Kevin Fall, PhD 1994 from UC San Diego, is a Research Scientist at Intel Research in Berkeley, CA.  He is presently chair of the IRTF Delay Tolerant Networking Research Group (DTNRG).  In collabora-tion with researchers at UC Berkeley, he is involved in a new project aimed at developing information and communication technologies for developing regions of the world.  Prior to his arrival at Intel, he was a co-founder of NetBoost Corporation, and an adjunct professor at UC Berkeley.

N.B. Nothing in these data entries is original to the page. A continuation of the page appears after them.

use anyhow::Result;
use clap::{Parser, ValueEnum};
use std::path::PathBuf;

use smc_rs::engine::HmmEngine;
use smc_rs::estimator::{Estimator, EstimatorConfig, RunConfig};
use smc_rs::model::log_spaced_durations;
use smc_rs::opt::{minimize_bounded, Bounds, OptConfig};
use smc_rs::pretrain::Regularizer;
use smc_rs::progress;

#[derive(Copy, Clone, Debug, Eq, PartialEq, ValueEnum)]
enum PenaltyKind {
    Quadratic,
    Abs,
}

#[derive(Parser, Debug)]
#[command(name = "smc")]
#[command(about = "Demographic history estimation from genomic variation", long_about = None)]
struct Cli {
    /// Dataset files: whitespace-separated "span a b nb" rows, optionally gzipped
    #[arg(required = true)]
    input_files: Vec<PathBuf>,
    /// Output JSON with the fitted model and N0
    #[arg(short, long)]
    output: PathBuf,
    #[arg(long, default_value_t = 10)]
    em_iters: usize,
    /// Reference population size used to scale theta and rho
    #[arg(long, default_value_t = 1e4)]
    n0: f64,
    /// Per-site mutation rate; inferred by pretraining when omitted
    #[arg(long)]
    mu: Option<f64>,
    /// Per-site recombination rate; defaults to theta/4 when omitted
    #[arg(long)]
    r: Option<f64>,
    /// Target hidden-state interval count
    #[arg(long, default_value_t = 32)]
    hidden_intervals: usize,
    /// End of the most recent model interval, in coalescent units
    #[arg(long, default_value_t = 0.01)]
    t1: f64,
    /// End of the model grid, in coalescent units
    #[arg(long, default_value_t = 15.0)]
    t_max: f64,
    #[arg(long, default_value_t = 16)]
    pieces: usize,
    /// Extra geometric refinement pieces in the most recent interval
    #[arg(long, default_value_t = 2)]
    exponential_pieces: usize,
    /// Keep full panel information only every this many sites
    #[arg(long)]
    thinning: Option<u64>,
    /// Missing runs at least this long split the HMM chain
    #[arg(long, default_value_t = 50_000)]
    span_cutoff: u64,
    /// Maximum single-record span fed to the engine
    #[arg(long, default_value_t = 10_000)]
    length_cutoff: u64,
    #[arg(long, default_value_t = 1e-2)]
    regularization_penalty: f64,
    #[arg(long, value_enum, default_value_t = PenaltyKind::Quadratic)]
    regularizer: PenaltyKind,
    #[arg(long)]
    no_pretrain: bool,
    /// Bounds on the relative sizes, for pretraining and the M-step
    #[arg(long, default_value_t = 1e-1)]
    x_lo: f64,
    #[arg(long, default_value_t = 1e2)]
    x_hi: f64,
    #[arg(long, default_value_t = 30)]
    mstep_iters: usize,
    #[arg(long)]
    no_progress: bool,
}

fn main() -> Result<()> {
    let cli = Cli::parse();

    let n_pieces = cli.pieces + cli.exponential_pieces;
    let config = EstimatorConfig {
        time_points: log_spaced_durations(cli.t1, cli.t_max, cli.pieces)?,
        exponential_pieces: cli.exponential_pieces,
        n0: cli.n0,
        mu: cli.mu,
        r: cli.r,
        m: cli.hidden_intervals,
        bounds: vec![
            Bounds {
                lo: cli.x_lo,
                hi: cli.x_hi,
            };
            n_pieces
        ],
        run: RunConfig {
            thinning: cli.thinning,
            regularization_penalty: cli.regularization_penalty,
            regularizer: match cli.regularizer {
                PenaltyKind::Quadratic => Regularizer::Quadratic,
                PenaltyKind::Abs => Regularizer::Abs,
            },
            no_pretrain: cli.no_pretrain,
            span_cutoff: cli.span_cutoff,
            length_cutoff: cli.length_cutoff,
        },
    };

    let mut est = if cli.no_progress {
        Estimator::<HmmEngine>::from_files(&cli.input_files, &config)?
    } else {
        let pb = progress::spinner("INIT", "Loading data and balancing hidden states");
        let est = Estimator::<HmmEngine>::from_files(&cli.input_files, &config)?;
        pb.finish_with_message("Initialization done");
        est
    };

    println!("n = {}", est.n());
    println!("hidden states: {}", est.hidden_states().len());
    println!("theta = {:.6e}, rho = {:.6e}", est.theta(), est.rho());
    for (i, file) in cli.input_files.iter().enumerate() {
        for s in &est.segment_summaries()[i] {
            println!(
                "{}: {:>8} spans {:>12} derived {:>14} total het {:.4e}",
                file.display(),
                s.spans,
                s.derived_bases,
                s.total_bases,
                s.het
            );
        }
    }

    let opt_cfg = OptConfig {
        max_iters: cli.mstep_iters,
        ..OptConfig::default()
    };
    let pb = if !cli.no_progress && cli.em_iters > 0 {
        Some(progress::bar(cli.em_iters as u64, "EM", "iterating"))
    } else {
        None
    };
    for it in 0..cli.em_iters {
        est.e_step()?;
        let loglik = est.loglik()?;
        let x0 = est.model().x().to_vec();
        let bounds = vec![
            Bounds {
                lo: cli.x_lo,
                hi: cli.x_hi,
            };
            x0.len()
        ];
        let base = est.model().clone();
        let fit = minimize_bounded(
            |xs| {
                let mut candidate = base.clone();
                candidate.x_mut().copy_from_slice(xs);
                let penalty = est.penalize(&candidate);
                est.set_model(candidate)?;
                Ok(-(est.q()?) + penalty)
            },
            &x0,
            &bounds,
            &opt_cfg,
        )?;
        let mut best = base;
        best.x_mut().copy_from_slice(&fit.x);
        est.set_model(best)?;
        match &pb {
            Some(pb) => {
                pb.set_message(format!("loglik {loglik:.4}"));
                pb.inc(1);
            }
            None => println!("iter {}: loglik {loglik:.6}", it + 1),
        }
    }
    if let Some(pb) = pb {
        pb.finish_with_message("EM done");
    }
    if cli.em_iters > 0 {
        est.e_step()?;
        println!("final loglik: {:.6}", est.loglik()?);
    }
    est.check_sync()?;

    est.dump(&cli.output)?;
    println!("results: {}", cli.output.display());
    Ok(())
}
use smc_rs::data::SpanRecord;
use smc_rs::engine::{balance_hidden_states, merge_hidden_states, HmmEngine, InferenceEngine};
use smc_rs::model::DemographicModel;

fn approx_eq(a: f64, b: f64, eps: f64) {
    assert!(
        (a - b).abs() <= eps,
        "expected {a} ~= {b} within eps={eps}, got diff={}",
        (a - b).abs()
    );
}

fn rec(span: u64, a: i8, b: u32, nb: u32) -> SpanRecord {
    SpanRecord::new(span, a, b, nb)
}

fn ready_engine(dataset: &[Vec<SpanRecord>]) -> HmmEngine {
    let model = DemographicModel::new(&[0.5, 0.5, 1.0], 0).expect("model init failed");
    let hs = balance_hidden_states(&model, 4).expect("balancing failed");
    let hs = merge_hidden_states(&model, &hs).expect("merge failed");
    let mut engine = HmmEngine::new(1, dataset, &hs).expect("engine init failed");
    engine.set_theta(0.05).expect("set_theta failed");
    engine.set_rho(0.01).expect("set_rho failed");
    engine.set_model(&model).expect("set_model failed");
    engine
}

#[test]
fn e_step_produces_finite_statistics() {
    let dataset = vec![vec![
        rec(5, 0, 0, 1),
        rec(1, 1, 0, 1),
        rec(3, 0, 1, 1),
        rec(2, -1, 0, 0),
        rec(4, 0, 0, 1),
    ]];
    let mut engine = ready_engine(&dataset);

    let ll = engine.e_step().expect("e-step failed");
    assert!(ll.is_finite() && ll < 0.0, "loglik should be finite and negative, got {ll}");
    approx_eq(engine.loglik().expect("loglik failed"), ll, 0.0);

    let q = engine.q().expect("q failed");
    assert!(q.is_finite(), "q should be finite, got {q}");
    // the complete-data expectation can never beat the marginal likelihood
    assert!(q <= ll + 1e-9, "expected q <= loglik, got q={q}, loglik={ll}");

    // same parameters, same answer
    let ll2 = engine.e_step().expect("second e-step failed");
    approx_eq(ll2, ll, 1e-9);
}

#[test]
fn all_missing_sequence_has_zero_loglik() {
    // emissions are 1 for missing sites, so only normalization remains
    let dataset = vec![vec![rec(10, -1, 0, 0)]];
    let mut engine = ready_engine(&dataset);
    let ll = engine.e_step().expect("e-step failed");
    approx_eq(ll, 0.0, 1e-9);
}

#[test]
fn multiple_sequences_are_independent_chains() {
    let joint = vec![vec![rec(4, 0, 0, 1)], vec![rec(6, 1, 0, 1)]];
    let mut engine = ready_engine(&joint);
    let ll_joint = engine.e_step().expect("e-step failed");

    let mut first = ready_engine(&[vec![rec(4, 0, 0, 1)]]);
    let mut second = ready_engine(&[vec![rec(6, 1, 0, 1)]]);
    let ll_split =
        first.e_step().expect("e-step failed") + second.e_step().expect("e-step failed");
    approx_eq(ll_joint, ll_split, 1e-9);
}

#[test]
fn computation_before_parameters_errors() {
    let model = DemographicModel::new(&[0.5, 0.5], 0).expect("model init failed");
    let hs = balance_hidden_states(&model, 3).expect("balancing failed");
    let mut engine =
        HmmEngine::new(1, &[vec![rec(5, 0, 0, 1)]], &hs).expect("engine init failed");
    let err = engine.e_step().expect_err("expected unset-parameter error");
    assert!(format!("{err:#}").contains("not fully set"));
}

#[test]
fn loglik_before_e_step_errors() {
    let dataset = vec![vec![rec(5, 0, 0, 1)]];
    let engine = ready_engine(&dataset);
    let err = engine.loglik().expect_err("expected missing E-step error");
    assert!(format!("{err:#}").contains("E-step"));
}

#[test]
fn non_positive_rates_are_rejected() {
    let dataset = vec![vec![rec(5, 0, 0, 1)]];
    let mut engine = ready_engine(&dataset);
    let err = engine.set_theta(-1.0).expect_err("expected invalid theta error");
    assert!(format!("{err:#}").contains("positive"));
}

#[test]
fn panel_larger_than_engine_classes_is_rejected() {
    let model = DemographicModel::new(&[0.5], 0).expect("model init failed");
    let hs = balance_hidden_states(&model, 2).expect("balancing failed");
    let err = HmmEngine::new(1, &[vec![rec(5, 0, 2, 2)]], &hs)
        .expect_err("expected panel-size error");
    assert!(format!("{err:#}").contains("exceeds engine classes"));
}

Robert C. Durst is a Senior Principal Network Engineer at The MITRE Corporation in McLean, VA.  He is a member of the IRTF Delay Tolerant Networking Research Group, and is director of the Space Internetworking Services area of the Consultative Committee for Space Data Systems, a standards organization addressing spacecraft communication and information systems.  Mr. Durst is involved with mobile ad hoc networking for military tactical communication systems, and was the lead designer for the Space Communication Protocol Standards (SCPS) enhancements to TCP and for the SCPS Network Protocol.  He holds a BSEE from the University of Missouri.